Department of Biostatistics, University of Copenhagen, Copenhagen, Denmark.
Diabetes Obes Metab. 2022 Mar;24(3):499-510. doi: 10.1111/dom.14604. Epub 2021 Dec 5.
To determine the risk of adverse outcomes across the spectrum of glycated haemoglobin (HbA1c) levels among hospitalized COVID-19 patients with and without diabetes.
Danish nationwide registries were used to study the association between HbA1c levels and 30-day risk of all-cause mortality and the composite of severe COVID-19 infection, intensive care unit (ICU) admission and all-cause mortality. The study population comprised patients hospitalized with COVID-19 (3 March 2020 to 31 December 2020) with a positive polymerase chain reaction (PCR) test and an available HbA1c ≤ 6 months before the first positive PCR test. All patients had at least 30 days of follow-up. Among patients with diabetes, HbA1c was categorized as <48 mmol/mol, 48 to 53 mmol/mol, 54 to 58 mmol/mol, 59 to 64 mmol/mol (reference) and >64 mmol/mol. Among patients without diabetes, HbA1c was stratified into <31 mmol/mol, 31 to 36 mmol/mol (reference), 37 to 41 mmol/mol and 42 to 47 mmol/mol. Thirty-day standardized absolute risks and standardized absolute risk differences are reported.
We identified 3295 hospitalized COVID-19 patients with an available HbA1c (56.2% male, median age 73.9 years), of whom 35.8% had diabetes.
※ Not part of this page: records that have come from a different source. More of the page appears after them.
use std::rc::Rc;

use crate::ast::{ASTContext, NodeId, NodeValue};
use crate::source::{SourceBuffer, SourceLoc, SourceRange};

use super::error::SyntaxError;
use super::lexer::{Lexer, TokenKind};

/// Maximum allowed nesting level, to avoid unbounded recursion.
const MAX_NESTING: usize = 1024;

/// Parse the whole input into a sequence of top-level datums. Returns the
/// datums iff no error was emitted during the parse (or before it, if the
/// error limit was already reached).
pub fn parse_datums(ctx: &mut ASTContext, input: &Rc<SourceBuffer>) -> Option<Vec<NodeId>> {
    DatumParser::new(ctx, input).parse()
}

struct DatumParser<'a> {
    ctx: &'a mut ASTContext,
    lex: Lexer,
    /// Whether a fatal error has already been reported, so we shouldn't
    /// report any more.
    fatal: bool,
    /// Nesting level.
    nesting: usize,
}

impl<'a> DatumParser<'a> {
    fn new(ctx: &'a mut ASTContext, input: &Rc<SourceBuffer>) -> DatumParser<'a> {
        let mut lex = Lexer::new(ctx, input);
        lex.advance(ctx);
        DatumParser {
            ctx,
            lex,
            fatal: false,
            nesting: 0,
        }
    }

    fn parse(mut self) -> Option<Vec<NodeId>> {
        if self.ctx.sm.is_error_limit_reached() {
            return None;
        }

        // Remember how many errors we started with.
        let start_errors = self.ctx.sm.error_count();

        let mut datums = Vec::new();
        while let Some(datum) = self.parse_datum() {
            datums.push(datum);
        }

        // If errors occurred, the result cannot be trusted.
        if start_errors != self.ctx.sm.error_count() {
            return None;
        }

        Some(datums)
    }

    /// Bump the nesting level; on overflow report, go fatal, and refuse.
    /// Every successful call must be paired with a decrement.
    fn enter_nesting(&mut self) -> bool {
        self.nesting += 1;
        if self.nesting >= MAX_NESTING {
            let range = self.lex.token.range();
            self.lex
                .error(self.ctx, range, &SyntaxError::TooManyNestedExpressions);
            self.fatal = true;
            return false;
        }
        true
    }

    fn parse_datum(&mut self) -> Option<NodeId> {
        if !self.enter_nesting() {
            self.nesting -= 1;
            return None;
        }
        let result = self.parse_datum_inner();
        self.nesting -= 1;
        result
    }

    fn parse_datum_inner(&mut self) -> Option<NodeId> {
        loop {
            match self.lex.token.kind() {
                TokenKind::Eof => return None,

                TokenKind::DatumComment => {
                    self.lex.advance(self.ctx);
                    // Ignore the next datum.
                    self.parse_datum()?;
                    continue;
                }

                TokenKind::Number => {
                    let number = self.lex.token.number();
                    let range = self.lex.token.range();
                    let node = self.ctx.alloc_node(NodeValue::Number(number), range);
                    self.lex.advance(self.ctx);
                    return Some(node);
                }

                TokenKind::Identifier => {
                    let identifier = self.lex.token.identifier();
                    let range = self.lex.token.range();
                    let node = self.ctx.alloc_node(NodeValue::Symbol(identifier), range);
                    self.lex.advance(self.ctx);
                    return Some(node);
                }

                TokenKind::LParen => return self.parse_list(TokenKind::RParen),
                TokenKind::LSquare => return self.parse_list(TokenKind::RSquare),

                _ => {
                    let range = self.lex.token.range();
                    self.lex.error(self.ctx, range, &SyntaxError::UnexpectedToken);
                    self.lex.advance(self.ctx);
                    continue;
                }
            }
        }
    }

    /// Skip all datum comments and return true on a fatal error.
    fn skip_datum_comments(&mut self) -> bool {
        while self.lex.token.kind() == TokenKind::DatumComment {
            self.lex.advance(self.ctx);
            if self.parse_datum().is_none() {
                return self.fatal;
            }
        }
        false
    }

    fn parse_list(&mut self, closing: TokenKind) -> Option<NodeId> {
        if !self.enter_nesting() {
            self.nesting -= 1;
            return None;
        }
        let result = self.parse_list_inner(closing);
        self.nesting -= 1;
        result
    }

    fn parse_list_inner(&mut self, closing: TokenKind) -> Option<NodeId> {
        let start_loc = self.lex.token.start();
        self.lex.advance(self.ctx);

        if self.lex.token.kind() == closing {
            let range = SourceRange::new(start_loc, self.lex.token.end());
            let empty = self.ctx.alloc_node(NodeValue::Null, range);
            self.lex.advance(self.ctx);
            return Some(empty);
        }

        let datum = match self.parse_datum() {
            Some(datum) => datum,
            None => return self.report_unterminated(start_loc),
        };

        let head = self.ctx.alloc_node(
            NodeValue::Pair { car: datum, cdr: NodeId::UNSET },
            SourceRange::new(start_loc, SourceLoc::INVALID),
        );
        let mut tail = head;
        let mut dotted = false;

        if self.skip_datum_comments() {
            return None;
        }

        while self.lex.token.kind() != closing {
            if self.lex.token.kind() == TokenKind::Period {
                dotted = true;

                self.lex.advance(self.ctx);
                let datum = match self.parse_datum() {
                    Some(datum) => datum,
                    None => return self.report_unterminated(start_loc),
                };
                self.ctx.node_mut(tail).set_cdr(datum);

                if self.skip_datum_comments() {
                    return None;
                }

                if self.lex.token.kind() != closing {
                    let range = self.lex.token.range();
                    self.lex
                        .error(self.ctx, range, &SyntaxError::ListTerminatorExpected);
                    self.ctx.sm.note(start_loc, "list started here");
                    // Skip until the end of the list.
                    while self.lex.token.kind() != TokenKind::Eof
                        && self.lex.token.kind() != closing
                    {
                        if self.parse_datum().is_none() {
                            return None;
                        }
                    }
                }
                break;
            }

            let datum = match self.parse_datum() {
                Some(datum) => datum,
                None => return self.report_unterminated(start_loc),
            };
            let element_start = self.ctx.node(datum).range().start;
            let new_tail = self.ctx.alloc_node(
                NodeValue::Pair { car: datum, cdr: NodeId::UNSET },
                SourceRange::new(element_start, SourceLoc::INVALID),
            );
            self.ctx.node_mut(tail).set_cdr(new_tail);
            tail = new_tail;

            if self.skip_datum_comments() {
                return None;
            }
        }

        // If this wasn't a dotted list, we must allocate the terminating
        // Null node.
        if !dotted {
            let terminator = self
                .ctx
                .alloc_node(NodeValue::Null, self.lex.token.range());
            self.ctx.node_mut(tail).set_cdr(terminator);
        }

        // Now that we have reached the end of the list, set all end
        // locations along the spine.
        let end_loc = self.lex.token.end();
        let mut current = head;
        loop {
            self.ctx.node_mut(current).set_end_loc(end_loc);
            if current == tail {
                break;
            }
            current = match *self.ctx.node(current).value() {
                NodeValue::Pair { cdr, .. } => cdr,
                _ => unreachable!("list spine must be pairs"),
            };
        }

        self.lex.advance(self.ctx);
        Some(head)
    }

    fn report_unterminated(&mut self, start_loc: SourceLoc) -> Option<NodeId> {
        if !self.fatal {
            self.fatal = true;
            let range = self.lex.token.range();
            self.lex
                .error(self.ctx, range, &SyntaxError::UnterminatedList);
            self.ctx.sm.note(start_loc, "list started here");
        }
        None
    }
}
The median HbA1c was 54 and 37 mmol/mol among patients with and without diabetes, respectively. Among patients with diabetes, the standardized absolute risk difference of the composite outcome was higher with HbA1c < 48 mmol/mol (12.0% [95% confidence interval {CI} 3.3% to 20.8%]) and HbA1c > 64 mmol/mol (15.1% [95% CI 6.2% to 24.0%]), compared with HbA1c 59 to 64 mmol/mol (reference). Among patients without diabetes, the standardized absolute risk difference of the composite outcome was greater with HbA1c < 31 mmol/mol (8.5% [95% CI 0.5% to 16.5%]) and HbA1c 42 to 47 mmol/mol (6.7% [95% CI 1.3% to 12.1%]), compared with HbA1c 31 to 36 mmol/mol (reference).
Patients with COVID-19 and HbA1c < 48 mmol/mol or HbA1c > 64 mmol/mol had a higher associated risk of the composite outcome. Similarly, among patients without diabetes, varying HbA1c levels were associated with higher risk of the composite outcome.
确定患有和不患有糖尿病的住院 COVID-19 患者糖化血红蛋白(HbA1c)水平范围内不良结局的风险。
使用丹麦全国性登记处研究 HbA1c 水平与 30 天全因死亡率以及 COVID-19 严重感染、重症监护病房(ICU)入院和全因死亡率复合结局的相关性。研究人群包括 2020 年 3 月 3 日至 2020 年 12 月 31 日因 COVID-19 住院且首次 PCR 检测阳性前 3 个月内有 HbA1c 检测值的患者(阳性聚合酶链反应(PCR)检测)。所有患者均有至少 30 天的随访期。在患有糖尿病的患者中,HbA1c 分为 <48mmol/mol、48 至 53mmol/mol、54 至 58mmol/mol、59 至 64mmol/mol(参考值)和 >64mmol/mol。在没有糖尿病的患者中,HbA1c 分层为 <31mmol/mol、31 至 36mmol/mol(参考值)、37 至 41mmol/mol 和 42 至 47mmol/mol。报告 30 天标准化绝对风险和标准化绝对风险差异。
我们确定了 3295 名患有 COVID-19 且有 HbA1c 检测值(56.2%为男性,中位年龄 73.9 岁)的住院患者,其中 35.8%患有糖尿病。HbA1c 在有糖尿病和没有糖尿病的患者中分别为 54 和 37mmol/mol。在患有糖尿病的患者中,与 HbA1c 59 至 64mmol/mol(参考值)相比,HbA1c <48mmol/mol(12.0%[95%置信区间 {CI} 3.3%至 20.8%])和 HbA1c >64mmol/mol(15.1%[95% CI 6.2%至 24.0%])的复合结局标准化绝对风险差异更高。在没有糖尿病的患者中,与 HbA1c 31 至 36mmol/mol(参考值)相比,HbA1c <31mmol/mol(8.5%[95% CI 0.5%至 16.5%])和 HbA1c 42 至 47mmol/mol(6.7%[95% CI 1.3%至 12.1%])的复合结局标准化绝对风险差异更大。
COVID-19 患者的 HbA1c <48mmol/mol 或 HbA1c >64mmol/mol 与复合结局的风险增加相关。同样,在没有糖尿病的患者中,HbA1c 的不同水平与复合结局的风险增加相关。